This article describes how to use DataGalaxy Amazon AWS S3 connector.
This connector is available in the following modes:
| Desktop mode ✅ | SaaS Online mode ✅ |
Connector scope
AWS S3 connector allows you to import the following metadata from an Amazon AWS S3 DataLake:
- The set of directories in the datalake
- All the files present in the datalake
- The fields present in the CSV files
The recovered objects and their correspondences in DataGalaxy are detailed in the following table:
AWS S3 Object | DataGalaxy Object | Comments |
| Directory | Directory (Conteneur) | |
| File | File (Structure) | |
| Field | Field | The definition of the columns is imported if the processed file is a CSV file (separator ";") |
Configuration of a connection
Amazon AWS S3 connector uses Amazon Web Services REST API : https://docs.aws.amazon.com/AmazonS3/latest/API/Welcome.html
Connection to an Amazon AWS S3 resource via the connector requires the creation of a service account in advance.
This service account will need to have read rights to the S3 resource (AmazonS3ReadOnlyAccess policy) targeted by the connector. The procedure for generating an access key and a secret associated with a user is available here.
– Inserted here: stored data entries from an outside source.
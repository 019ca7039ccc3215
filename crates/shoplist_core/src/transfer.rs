//! JSON snapshot import/export of the full dataset.
//!
//! # Responsibility
//! - Define the field-named document format for locations and items.
//! - Dump the store to `locations.json` + `shoppingItems.json`.
//! - Seed the store from the same pair of documents.
//!
//! # Invariants
//! - Import runs in one transaction; a bad record rolls back everything.
//! - Items reference locations by name (case-insensitive); unresolved names
//!   fall back to the "Unknown Location".
//! - Location names are not unique in the store. When a dump holds two
//!   locations whose names match case-insensitively, import keeps the first
//!   and its items absorb the other's; export logs a warning in that case.
//! - The sentinel record in a document updates the sentinel's name and
//!   color; it never creates a second sentinel.

use crate::model::location::{Location, LocationColor, UNKNOWN_LOCATION_VISITATION_ORDER};
use crate::model::shopping_item::ShoppingItem;
use crate::model::validation::ValidationError;
use crate::repo::item_repo::{
    insert_item, ItemListQuery, ShoppingItemRepository, SqliteShoppingItemRepository,
};
use crate::repo::location_repo::{
    ensure_unknown_location_in, find_location_by_name_in, insert_location, LocationRepository,
    RepoError, SqliteLocationRepository,
};
use log::{info, warn};
use rusqlite::{params, Connection, Transaction, TransactionBehavior};
use serde::de::DeserializeOwned;
use serde::{Deserialize, Serialize};
use std::collections::{HashMap, HashSet};
use std::error::Error;
use std::fmt::{Display, Formatter};
use std::fs::File;
use std::io::{BufReader, BufWriter, ErrorKind, Write};
use std::path::{Path, PathBuf};

/// File name of the location document inside a dump/seed directory.
pub const LOCATIONS_FILE_NAME: &str = "locations.json";
/// File name of the item document inside a dump/seed directory.
pub const ITEMS_FILE_NAME: &str = "shoppingItems.json";

pub type TransferResult<T> = Result<T, TransferError>;

/// Location document record.
#[derive(Debug, Clone, PartialEq, Serialize, Deserialize)]
#[serde(rename_all = "camelCase")]
pub struct LocationRecord {
    pub name: String,
    pub visitation_order: i32,
    pub red: f64,
    pub green: f64,
    pub blue: f64,
    pub opacity: f64,
}

impl From<&Location> for LocationRecord {
    fn from(value: &Location) -> Self {
        Self {
            name: value.name.clone(),
            visitation_order: value.visitation_order,
            red: value.color.red,
            green: value.color.green,
            blue: value.color.blue,
            opacity: value.color.opacity,
        }
    }
}

impl LocationRecord {
    fn color(&self) -> LocationColor {
        LocationColor::new(self.red, self.green, self.blue, self.opacity)
    }
}

/// Shopping item document record.
#[derive(Debug, Clone, PartialEq, Eq, Serialize, Deserialize)]
#[serde(rename_all = "camelCase")]
pub struct ShoppingItemRecord {
    pub name: String,
    pub quantity: i32,
    pub on_list: bool,
    pub location_name: String,
}

/// Full dataset in document form.
#[derive(Debug, Clone, PartialEq, Default)]
pub struct Snapshot {
    pub locations: Vec<LocationRecord>,
    pub items: Vec<ShoppingItemRecord>,
}

/// Counters reported by [`import_snapshot`].
#[derive(Debug, Clone, Copy, PartialEq, Eq, Default)]
pub struct ImportSummary {
    pub locations_created: usize,
    /// Records skipped because a location with that name already exists.
    pub locations_skipped: usize,
    pub unknown_location_updated: bool,
    pub items_created: usize,
    /// Items whose `locationName` did not resolve.
    pub items_unresolved: usize,
}

/// Transfer-layer error.
#[derive(Debug)]
pub enum TransferError {
    Io {
        path: PathBuf,
        source: std::io::Error,
    },
    Json {
        path: PathBuf,
        source: serde_json::Error,
    },
    InvalidRecord {
        kind: &'static str,
        name: String,
        source: ValidationError,
    },
    Repo(RepoError),
}

impl Display for TransferError {
    fn fmt(&self, f: &mut Formatter<'_>) -> std::fmt::Result {
        match self {
            Self::Io { path, source } => write!(f, "I/O error on `{}`: {source}", path.display()),
            Self::Json { path, source } => {
                write!(f, "malformed document `{}`: {source}", path.display())
            }
            Self::InvalidRecord { kind, name, source } => {
                write!(f, "invalid {kind} record `{name}`: {source}")
            }
            Self::Repo(err) => write!(f, "{err}"),
        }
    }
}

impl Error for TransferError {
    fn source(&self) -> Option<&(dyn Error + 'static)> {
        match self {
            Self::Io { source, .. } => Some(source),
            Self::Json { source, .. } => Some(source),
            Self::InvalidRecord { source, .. } => Some(source),
            Self::Repo(err) => Some(err),
        }
    }
}

impl From<RepoError> for TransferError {
    fn from(value: RepoError) -> Self {
        Self::Repo(value)
    }
}

impl From<rusqlite::Error> for TransferError {
    fn from(value: rusqlite::Error) -> Self {
        Self::Repo(value.into())
    }
}

/// Reads every location and item into document form.
///
/// Locations come out in visitation order, items by name.
pub fn export_snapshot(conn: &Connection) -> TransferResult<Snapshot> {
    let locations = SqliteLocationRepository::try_new(conn)?.list_locations()?;
    let items = SqliteShoppingItemRepository::try_new(conn)?.list_items(&ItemListQuery::default())?;

    let names: HashMap<_, _> = locations
        .iter()
        .map(|location| (location.uuid, location.name.as_str()))
        .collect();
    let mut item_records = Vec::with_capacity(items.len());
    for item in &items {
        let location_name = names.get(&item.location_uuid).ok_or_else(|| {
            RepoError::InvalidData(format!(
                "shopping item {} references missing location {}",
                item.uuid, item.location_uuid
            ))
        })?;
        item_records.push(ShoppingItemRecord {
            name: item.name.clone(),
            quantity: item.quantity,
            on_list: item.on_list,
            location_name: (*location_name).to_string(),
        });
    }

    let mut seen = HashSet::with_capacity(locations.len());
    let shared_names = locations
        .iter()
        .filter(|location| !seen.insert(location.name.to_lowercase()))
        .count();
    if shared_names > 0 {
        warn!(
            "event=snapshot_export module=transfer status=degraded shared_location_names={}",
            shared_names
        );
    }

    Ok(Snapshot {
        locations: locations.iter().map(LocationRecord::from).collect(),
        items: item_records,
    })
}

/// Loads a snapshot into the store in one transaction.
pub fn import_snapshot(conn: &Connection, snapshot: &Snapshot) -> TransferResult<ImportSummary> {
    let tx = Transaction::new_unchecked(conn, TransactionBehavior::Immediate)?;
    let unknown = ensure_unknown_location_in(&tx)?;
    let mut summary = ImportSummary::default();

    for record in &snapshot.locations {
        if record.visitation_order == UNKNOWN_LOCATION_VISITATION_ORDER {
            let renamed = Location {
                uuid: unknown.uuid,
                name: record.name.trim().to_string(),
                visitation_order: UNKNOWN_LOCATION_VISITATION_ORDER,
                color: record.color(),
            };
            renamed.validate().map_err(|source| TransferError::InvalidRecord {
                kind: "location",
                name: record.name.clone(),
                source,
            })?;
            tx.execute(
                "UPDATE locations
                 SET
                    name = ?2,
                    red = ?3,
                    green = ?4,
                    blue = ?5,
                    opacity = ?6,
                    updated_at = (strftime('%s', 'now') * 1000)
                 WHERE uuid = ?1;",
                params![
                    renamed.uuid.to_string(),
                    renamed.name.as_str(),
                    renamed.color.red,
                    renamed.color.green,
                    renamed.color.blue,
                    renamed.color.opacity,
                ],
            )?;
            summary.unknown_location_updated = true;
            continue;
        }

        if find_location_by_name_in(&tx, &record.name)?.is_some() {
            summary.locations_skipped += 1;
            continue;
        }

        let location = Location::new(&record.name, record.visitation_order, record.color())
            .map_err(|source| TransferError::InvalidRecord {
                kind: "location",
                name: record.name.clone(),
                source,
            })?;
        insert_location(&tx, &location)?;
        summary.locations_created += 1;
    }

    for record in &snapshot.items {
        let location_uuid = match find_location_by_name_in(&tx, &record.location_name)? {
            Some(location) => location.uuid,
            None => {
                summary.items_unresolved += 1;
                unknown.uuid
            }
        };
        let item = ShoppingItem::new(&record.name, record.quantity, record.on_list, location_uuid)
            .map_err(|source| TransferError::InvalidRecord {
                kind: "shopping item",
                name: record.name.clone(),
                source,
            })?;
        insert_item(&tx, &item)?;
        summary.items_created += 1;
    }

    tx.commit()?;
    info!(
        "event=snapshot_import module=transfer status=ok locations_created={} locations_skipped={} items_created={} items_unresolved={}",
        summary.locations_created,
        summary.locations_skipped,
        summary.items_created,
        summary.items_unresolved
    );
    Ok(summary)
}

/// Returns whether the store holds nothing but the sentinel.
pub fn is_store_unseeded(conn: &Connection) -> TransferResult<bool> {
    let user_rows: i64 = conn.query_row(
        "SELECT
            (SELECT COUNT(*) FROM locations WHERE visitation_order != ?1)
            + (SELECT COUNT(*) FROM shopping_items);",
        [UNKNOWN_LOCATION_VISITATION_ORDER],
        |row| row.get(0),
    )?;
    Ok(user_rows == 0)
}

/// Writes both documents into `dir`, creating it when missing.
pub fn write_snapshot_dir(dir: &Path, snapshot: &Snapshot) -> TransferResult<()> {
    std::fs::create_dir_all(dir).map_err(|source| TransferError::Io {
        path: dir.to_path_buf(),
        source,
    })?;
    write_document(&dir.join(LOCATIONS_FILE_NAME), &snapshot.locations)?;
    write_document(&dir.join(ITEMS_FILE_NAME), &snapshot.items)?;
    info!(
        "event=snapshot_dump module=transfer status=ok locations={} items={}",
        snapshot.locations.len(),
        snapshot.items.len()
    );
    Ok(())
}

/// Reads both documents from `dir`. A missing document reads as empty.
pub fn read_snapshot_dir(dir: &Path) -> TransferResult<Snapshot> {
    Ok(Snapshot {
        locations: read_document(&dir.join(LOCATIONS_FILE_NAME))?,
        items: read_document(&dir.join(ITEMS_FILE_NAME))?,
    })
}

fn write_document<T: Serialize>(path: &Path, records: &[T]) -> TransferResult<()> {
    let io_error = |source: std::io::Error| TransferError::Io {
        path: path.to_path_buf(),
        source,
    };
    let file = File::create(path).map_err(io_error)?;
    let mut writer = BufWriter::new(file);
    serde_json::to_writer_pretty(&mut writer, records).map_err(|source| TransferError::Json {
        path: path.to_path_buf(),
        source,
    })?;
    writer.flush().map_err(io_error)?;
    Ok(())
}

fn read_document<T: DeserializeOwned>(path: &Path) -> TransferResult<Vec<T>> {
    let file = match File::open(path) {
        Ok(file) => file,
        Err(err) if err.kind() == ErrorKind::NotFound => return Ok(Vec::new()),
        Err(source) => {
            return Err(TransferError::Io {
                path: path.to_path_buf(),
                source,
            })
        }
    };
    serde_json::from_reader(BufReader::new(file)).map_err(|source| TransferError::Json {
        path: path.to_path_buf(),
        source,
    })
}

#[cfg(test)]
mod tests {
    use super::{LocationRecord, ShoppingItemRecord};

    #[test]
    fn records_use_camel_case_field_names() {
        let location = LocationRecord {
            name: "Market".to_string(),
            visitation_order: 10,
            red: 0.1,
            green: 0.2,
            blue: 0.3,
            opacity: 1.0,
        };
        let json = serde_json::to_value(&location).unwrap();
        assert_eq!(json["visitationOrder"], 10);
        assert_eq!(json["opacity"], 1.0);

        let item: ShoppingItemRecord = serde_json::from_value(serde_json::json!({
            "name": "Milk",
            "quantity": 2,
            "onList": true,
            "locationName": "Market"
        }))
        .unwrap();
        assert_eq!(item.location_name, "Market");
        assert!(item.on_list);
    }
}
//! Add-or-modify location form.
//!
//! # Invariants
//! - The sentinel's visitation order is never shown nor committed from the
//!   draft.
//! - The sentinel cannot be staged for deletion.

use crate::form::session::{FormPhase, FormSession};
use crate::form::{refresh_set, DismissOutcome, FormError, FormOutcome, Projection};
use crate::model::location::{Location, LocationId};
use crate::model::validation::is_committable_name;
use crate::repo::location_repo::LocationRepository;
use crate::service::location_service::{LocationFields, LocationService};

/// Draft-backed editor for one location.
#[derive(Debug)]
pub struct LocationForm {
    session: FormSession<LocationId, LocationFields>,
    editing_unknown: bool,
}

impl Default for LocationForm {
    fn default() -> Self {
        Self::new()
    }
}

impl LocationForm {
    pub fn new() -> Self {
        Self {
            session: FormSession::new(),
            editing_unknown: false,
        }
    }

    /// Copies `location` (or the new-location defaults) into the draft.
    ///
    /// Only the first call per session has an effect; returns whether this
    /// call loaded the draft.
    pub fn load(&mut self, location: Option<&Location>) -> bool {
        let loaded = self.session.load(location.map(|value| value.uuid), || {
            location.map(LocationFields::from).unwrap_or_default()
        });
        if loaded {
            self.editing_unknown = location.is_some_and(Location::is_unknown);
        }
        loaded
    }

    pub fn draft(&self) -> &LocationFields {
        self.session.draft()
    }

    pub fn draft_mut(&mut self) -> &mut LocationFields {
        self.session.draft_mut()
    }

    pub fn phase(&self) -> FormPhase {
        self.session.phase()
    }

    /// Stored location being edited; `None` when adding.
    pub fn editing(&self) -> Option<LocationId> {
        self.session.editing()
    }

    /// Whether the visitation order control is shown (false for the sentinel).
    pub fn shows_visitation_order(&self) -> bool {
        !self.editing_unknown
    }

    /// Whether "Save" is enabled.
    pub fn can_commit(&self) -> bool {
        self.session.phase() == FormPhase::Editing && is_committable_name(&self.draft().name)
    }

    /// Whether "Delete This Location" is offered.
    pub fn can_delete(&self) -> bool {
        self.session.phase() == FormPhase::Editing
            && self.session.editing().is_some()
            && !self.editing_unknown
    }

    /// Creates or updates the location from the draft and closes the form.
    ///
    /// On error the session stays open so the user can fix the draft.
    pub fn commit<R: LocationRepository>(
        &mut self,
        service: &LocationService<R>,
    ) -> Result<FormOutcome<Location>, FormError> {
        self.session.ensure_editing()?;
        if !self.can_commit() {
            return Err(FormError::CannotCommit);
        }

        let outcome = match self.session.editing() {
            Some(id) => {
                let update = service.update_location(id, self.draft())?;
                let mut refresh = vec![Projection::Locations];
                if update.items_resynced > 0 {
                    refresh.extend([Projection::ShoppingList, Projection::Purchased]);
                }
                FormOutcome {
                    record: update.location,
                    refresh: refresh_set(refresh),
                }
            }
            None => FormOutcome {
                record: service.create_location(self.draft())?,
                refresh: vec![Projection::Locations],
            },
        };

        self.session.close();
        Ok(outcome)
    }

    /// Discards the draft.
    pub fn cancel(&mut self) {
        self.session.close();
    }

    /// Confirms deletion: stages it and closes the form. The location is
    /// removed by [`LocationForm::finish_dismiss`].
    pub fn request_delete(&mut self) -> Result<LocationId, FormError> {
        if self.editing_unknown {
            return Err(FormError::DeletionNotAllowed);
        }
        self.session.stage_delete()
    }

    /// Close-completion callback: runs the staged deletion, if any.
    pub fn finish_dismiss<R: LocationRepository>(
        &mut self,
        service: &LocationService<R>,
    ) -> Result<DismissOutcome, FormError> {
        let Some(id) = self.session.finish_dismiss() else {
            return Ok(DismissOutcome::default());
        };

        let reassigned = service.delete_location(id)?;
        let mut refresh = vec![Projection::Locations];
        if reassigned > 0 {
            refresh.extend([Projection::ShoppingList, Projection::Purchased]);
        }
        Ok(DismissOutcome {
            deleted: true,
            refresh: refresh_set(refresh),
        })
    }
}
For the Desktop connector, to prevent having to manage IAM secrets, you can use the authentication mode by instance profile (if the connector is hosted on AWS EC2) or Web Identity Token (several possible configurations depending on where the connector is deployed, for instance providing the AWS_WEB_IDENTITY_TOKEN_FILE et AWS_ROLE_ARN environment variables).
The following information is required to set up a connection:
Parameter | Mandatory | Description |
| Bucket's name | Yes | Name of the bucket |
| Path filter (prefix) | No | |
| Authentication | Yes | Authentication can be performed either with an access key (key and secret), using the Amazon EC2 instance profile on which the connector is running or by using the credentials of the environment's or container's web identity tokens (Working with AWS Credentials) |
| Region | Yes | AWS region identifier |
| VPC Endpoint | No (Desktop Connector only) | VPC endpoint identifier to be used to communicate with the AWS resource (example value: vpce-1a2b3c4d-5e6f.s3.us-east-1.vpce.amazonaws.com) |
| IAM Role (ARN) | No (Desktop Connector only) | Overrides the role to use to access the resource. The specified role must be in ARN (Amazon Resource Name) format, example: arn:partition:service:region:account:resource |
| Access Key | Yes (when Basic Credential is selected for the Desktop Connector) | Access Key AWS |
| Secret Key | Yes (when Basic Credential is selected for the Desktop Connector) | Secret Key AWS |
| STS Token | No (Desktop Connector only) | AWS Security Token Service |
| Patterns | No | Masks allow you to define strategies for grouping and filtering folders and files according to naming patterns. Example: /datasource/{YYYYMMDD}/file_{YYYYMM}_{zz}.csv The masks must be absolute paths from the root and each character is important, so it may be necessary to define multiple masks to cover all your cases. More information about this setting is available when running the connector. |
Execution of the connector
To create a connection via the Online connector, the entry points are as follow:
From the Import button of the "Shortcuts" widget on the home screen of a client space or workspace
From the Import button of one of the modules when it is empty
From the Import button in the contextual menu of one of the modules, on the right side of the filtered views
From the Add a connection button in the Connector tab available in the workspace setup screen
You can optionally filter (by module, connector type or by using the search bar), then click on the desired technology: 
You then need to complete the login form using the login information described above to perform an import. For more details on the steps involved in running the Online connector, you can consult the following article: [HowTo] Running the Online Connector.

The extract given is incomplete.